I told the psychologist that was performing a C&P eval on me, when he asked if I had thoughts of suicide, that yea I did..........PANIC ensued.
I kept trying to tell him that I was NOT thinking about suicide at that particular moment, but that I had in the past and probably will into the future.
He never heard me, or maybe he did.
Hours later (I lost track of time but it could be numbered in double digits) I look up to find my wife coming down the hall. What's up with this?
Come to find out, they were NOT going to let me go home, until she promised to come get me and take my home and stay with me (she, fortunately, is an RN and she pulled the proper strings in the medical department).
So, now when I go to the VAMC I appear with a smile and a "devil-may-care" attitude...............in fear, literally, of being "locked-down" in a mattress-lined room!
But, looking on the bright side..............that's one way, at the Dallas VAMC at least, of aceing a mental C&P, I guess, although I didn't plan it that way, I was just being truthful with the dude.
Pete53
Larry:

Actually after becoming very annoyed by the question, "Have you had thoughts of hurting yourself"? I blurted out why don't you ask me if I have had thoughts about hurting you and glared at the poor woman who asked me the question.
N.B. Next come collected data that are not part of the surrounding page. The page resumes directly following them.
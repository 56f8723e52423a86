use thiserror::Error;

#[derive(Error, Debug)]
pub enum SimplifyError {
    #[error("Invalid design input: {0}")]
    InvalidInput(String),

    #[error("JSON error: {0}")]
    Json(#[from] serde_json::Error),

    #[error("YAML error: {0}")]
    Yaml(#[from] serde_yaml::Error),

    #[error("IO error: {0}")]
    Io(#[from] std::io::Error),
}

pub type Result<T> = std::result::Result<T, SimplifyError>;
use crate::simplify::raw::{get_array, get_f64, get_point, get_str, is_visible};
use crate::types::Point;
use serde::Serialize;
use serde_json::Value as JsonValue;

use super::paint::{normalize_color, NormalizedColor};

#[derive(Debug, Clone, PartialEq, Serialize)]
pub struct Shadow {
    #[serde(skip_serializing_if = "Option::is_none")]
    pub color: Option<NormalizedColor>,
    pub offset: Point,
    pub radius: f64,
    #[serde(skip_serializing_if = "Option::is_none")]
    pub spread: Option<f64>,
}

#[derive(Debug, Clone, PartialEq, Serialize)]
pub struct Blur {
    pub radius: f64,
}

/// Visible effects of a node, grouped by kind
#[derive(Debug, Clone, Default, PartialEq, Serialize)]
#[serde(rename_all = "camelCase")]
pub struct EffectsStyle {
    #[serde(skip_serializing_if = "Vec::is_empty")]
    pub drop_shadows: Vec<Shadow>,
    #[serde(skip_serializing_if = "Vec::is_empty")]
    pub inner_shadows: Vec<Shadow>,
    #[serde(skip_serializing_if = "Vec::is_empty")]
    pub layer_blurs: Vec<Blur>,
    #[serde(skip_serializing_if = "Vec::is_empty")]
    pub background_blurs: Vec<Blur>,
}

impl EffectsStyle {
    pub fn is_empty(&self) -> bool {
        self.drop_shadows.is_empty()
            && self.inner_shadows.is_empty()
            && self.layer_blurs.is_empty()
            && self.background_blurs.is_empty()
    }
}

/// Partition the visible `effects` of a node by effect type
pub fn build_effects(node: &JsonValue) -> EffectsStyle {
    let mut effects = EffectsStyle::default();

    for effect in get_array(node, "effects").unwrap_or_default() {
        if !is_visible(effect) {
            continue;
        }
        match get_str(effect, "type") {
            Some("DROP_SHADOW") => effects.drop_shadows.push(build_shadow(effect)),
            Some("INNER_SHADOW") => effects.inner_shadows.push(build_shadow(effect)),
            Some("LAYER_BLUR") => effects.layer_blurs.push(build_blur(effect)),
            Some("BACKGROUND_BLUR") => effects.background_blurs.push(build_blur(effect)),
            _ => {}
        }
    }

    effects
}

fn build_shadow(effect: &JsonValue) -> Shadow {
    Shadow {
        color: effect
            .get("color")
            .and_then(|color| normalize_color(color, 1.0)),
        offset: get_point(effect, "offset").unwrap_or(Point { x: 0.0, y: 0.0 }),
        radius: get_f64(effect, "radius").unwrap_or(0.0),
        spread: get_f64(effect, "spread").filter(|s| *s != 0.0),
    }
}

fn build_blur(effect: &JsonValue) -> Blur {
    Blur {
        radius: get_f64(effect, "radius").unwrap_or(0.0),
    }
}

#[cfg(test)]
mod tests {
    use super::*;
    use serde_json::json;

    #[test]
    fn test_partition_by_type() {
        let node = json!({
            "effects": [
                {
                    "type": "DROP_SHADOW",
                    "visible": true,
                    "color": {"r": 0.0, "g": 0.0, "b": 0.0, "a": 0.25},
                    "offset": {"x": 0.0, "y": 4.0},
                    "radius": 4.0,
                    "spread": 0.0
                },
                {
                    "type": "INNER_SHADOW",
                    "color": {"r": 1.0, "g": 1.0, "b": 1.0, "a": 1.0},
                    "offset": {"x": 1.0, "y": 1.0},
                    "radius": 2.0,
                    "spread": 1.0
                },
                {"type": "LAYER_BLUR", "radius": 8.0},
                {"type": "BACKGROUND_BLUR", "radius": 12.0}
            ]
        });

        let effects = build_effects(&node);
        assert_eq!(effects.drop_shadows.len(), 1);
        assert_eq!(effects.inner_shadows.len(), 1);
        assert_eq!(effects.layer_blurs[0].radius, 8.0);
        assert_eq!(effects.background_blurs[0].radius, 12.0);

        let shadow = &effects.drop_shadows[0];
        assert_eq!(shadow.offset, Point { x: 0.0, y: 4.0 });
        assert_eq!(shadow.color.as_ref().unwrap().rgba, "rgba(0, 0, 0, 0.25)");
        assert_eq!(shadow.spread, None);
        assert_eq!(effects.inner_shadows[0].spread, Some(1.0));
    }

    #[test]
    fn test_invisible_effects_are_excluded() {
        let node = json!({
            "effects": [
                {"type": "LAYER_BLUR", "visible": false, "radius": 8.0},
                {"type": "BACKGROUND_BLUR", "radius": 4.0}
            ]
        });

        let effects = build_effects(&node);
        assert!(effects.layer_blurs.is_empty());
        assert_eq!(effects.background_blurs.len(), 1);

        let value = serde_json::to_value(&effects).unwrap();
        assert_eq!(value, json!({"backgroundBlurs": [{"radius": 4.0}]}));
    }

    #[test]
    fn test_no_effects_is_empty() {
        assert!(build_effects(&json!({"effects": []})).is_empty());
        assert!(build_effects(&json!({})).is_empty());
        assert!(build_effects(&json!({"effects": [{"type": "LAYER_BLUR", "visible": false}]})).is_empty());
    }
}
Sometimes I get very annoyed and try as I must I try to be nice but when your pain is a 7 or 8 and I am tired and grumpy I can be mean.

Anyway after that episode I noticed that they always asked me both questions.
purple
Well, Dayton doesn't give a crap. Hell, they even know I have a plan. That question cracks me up...I tell them...duh, I have several previous suicide attempts, you think I don't have a plan?

As far as the Vet Center goes...got a call from a lady there...the soonest they can see me is the 15th! And yup, they know what's going on. *sigh*

Do you ever have those weeks that you are convinced that the entire world is against you???...And you just figure...why bother??